Concurrency	Determines the number of parallel task executions in a Flink job. A higher concurrency can improve processing speed and resource utilization. Set this parameter based on the cluster resources and job characteristics.
Number of slots per TaskManager	The number of slots per TaskManager determines the number of tasks that can be executed in parallel. You can adjust the slot configuration to optimize resource utilization and parallel processing capability.

(Optional) Configure script parameters

In the Script Parameters section of the Real-Time configuration pane on the right side, click Add parameters and edit the Parameter name and Parameter Value.

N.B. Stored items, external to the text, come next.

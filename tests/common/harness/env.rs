//! Isolated test environment with temp directory.

// Allow dead code since this is a test utility with methods for future tests
#![allow(dead_code)]

use super::{KirokuCommand, TestNote};
use std::path::{Path, PathBuf};
use tempfile::TempDir;

/// Isolated test environment with temporary note and export directories.
///
/// Creates a temp directory that is automatically cleaned up on drop.
/// Notes land under `notes/`, exported artifacts under `out/`.
pub struct TestEnv {
    /// The temporary directory (kept for lifetime management)
    _temp_dir: TempDir,
    notes_dir: PathBuf,
    out_dir: PathBuf,
}

impl TestEnv {
    /// Creates a new isolated test environment.
    pub fn new() -> Self {
        let temp_dir = TempDir::new().expect("Failed to create temp directory");
        let notes_dir = temp_dir.path().join("notes");
        let out_dir = temp_dir.path().join("out");
        std::fs::create_dir_all(&notes_dir).expect("Failed to create notes directory");
        Self {
            _temp_dir: temp_dir,
            notes_dir,
            out_dir,
        }
    }

    /// Returns the path to the notes directory.
    pub fn notes_dir(&self) -> &Path {
        &self.notes_dir
    }

    /// Returns the path to the export output directory.
    pub fn out_dir(&self) -> &Path {
        &self.out_dir
    }

    /// Writes a test note file and returns its path.
    pub fn add_note(&self, test_note: &TestNote) -> PathBuf {
        let file_name = format!("{}.md", test_note.title().replace(['/', ' '], "-"));
        let path = self.notes_dir.join(file_name);
        std::fs::write(&path, test_note.render()).expect("Failed to write test note");
        path
    }

    /// Names of the files currently in the export directory, sorted.
    pub fn exported_files(&self) -> Vec<String> {
        let mut names: Vec<String> = match std::fs::read_dir(&self.out_dir) {
            Ok(entries) => entries
                .map(|e| e.unwrap().file_name().to_string_lossy().to_string())
                .collect(),
            Err(_) => Vec::new(),
        };
        names.sort();
        names
    }

    /// Reads an exported artifact as a string.
    pub fn read_export(&self, name: &str) -> String {
        std::fs::read_to_string(self.out_dir.join(name))
            .unwrap_or_else(|e| panic!("Failed to read export {name}: {e}"))
    }

    /// Reads an exported artifact as bytes.
    pub fn read_export_bytes(&self, name: &str) -> Vec<u8> {
        std::fs::read(self.out_dir.join(name))
            .unwrap_or_else(|e| panic!("Failed to read export {name}: {e}"))
    }

    /// Creates a KirokuCommand configured for this test environment.
    pub fn cmd(&self) -> KirokuCommand {
        KirokuCommand::new()
            .output(&self.out_dir)
            .config_home(self._temp_dir.path())
    }
}

impl Default for TestEnv {
    fn default() -> Self {
        Self::new()
    }
}

#[cfg(test)]
mod tests {
    use super::*;
    use kiroku::infra::read_note;

    #[test]
    fn test_env_creates_notes_directory() {
        let env = TestEnv::new();
        assert!(env.notes_dir().is_dir());
    }

    #[test]
    fn test_env_cleanup_on_drop() {
        let path = {
            let env = TestEnv::new();
            env.notes_dir().to_path_buf()
        };
        assert!(!path.exists(), "temp directory should be cleaned up on drop");
    }

    #[test]
    fn test_env_add_note_parseable() {
        let env = TestEnv::new();
        let note = TestNote::new("Parseable Note")
            .category("software/testing")
            .tag("integration")
            .body("# Test Content\n\nThis is a test.");

        let path = env.add_note(&note);
        let parsed = read_note(&path).expect("Should parse the note");

        assert_eq!(parsed.title(), "Parseable Note");
        assert_eq!(parsed.category(), "software/testing");
        assert_eq!(parsed.tags(), &["integration".to_string()]);
        assert!(parsed.content().contains("# Test Content"));
    }

    #[test]
    fn test_env_exported_files_empty_before_export() {
        let env = TestEnv::new();
        assert!(env.exported_files().is_empty());
    }
}
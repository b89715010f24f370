//! Core library for the `skycast` CLI.
//!
//! This crate defines:
//! - The weather data model (places, snapshots, unit systems)
//! - Resolving place names and building snapshots from the Open-Meteo services
//! - Pure presentation of snapshots as display-ready rows
//! - Per-session state (active snapshot, unit preference, search generations)
//!
//! It is used by `skycast-cli`, but can also be reused by other binaries or services.

pub mod config;
pub mod error;
pub mod model;
pub mod present;
pub mod source;
pub mod state;

pub use config::Config;
pub use error::WeatherError;
pub use model::{DailyEntry, HourlyEntry, Place, UnitSystem, WeatherSnapshot};
pub use present::{CurrentView, DailyRow, HourlyRow, current_view, daily_view, hourly_view};
pub use source::{OpenMeteoSource, WeatherSource, search};
pub use state::AppState;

(Optional) Configure Flink running parameters

In the Flink running parameters section of the Real-Time configuration pane on the right side, configure the following parameters. For more information, see Configure job deployment.

Parameter	Description
System Checkpoint Interval	This parameter specifies the interval at which Flink periodically performs system checkpoints. A shorter interval reduces failure recovery time but increases system overhead. If this parameter is not specified, system checkpoints are disabled.
Minimum time interval between two system checkpoints	This parameter specifies the minimum pause time that Flink must wait between consecutive checkpoints to prevent overly frequent checkpoints from affecting system performance.
State data expiration time	This parameter specifies the maximum duration that state data in a Flink job can be retained without being accessed or updated. The default value is 36 hours. Important The default value is based on cloud best practices and differs from the open source default value (0, which means state data never expires).
Others	Other Flink running parameters are supported. For example: `taskmanager.network.memory.max:4g`.

After you complete the task configuration, click Save to save the node task.

Step 2: Start the Flink JAR Streaming node

Deploy the Flink JAR Streaming node.
Tasks must be deployed to Operation Center before they can be run. Follow the on-screen instructions to deploy the Flink JAR Streaming node. For more information, see Node and workflow deployment.
Start the Flink JAR Streaming node.
After the task is deployed, click Go to operation and maintenance below Deploy to production environment. In Operation Center, navigate to Node O&M > Real-time Task O&M > Real-time computing tasks, find the task that you want to start, and click Start in the Operation column to start and monitor the real-time task.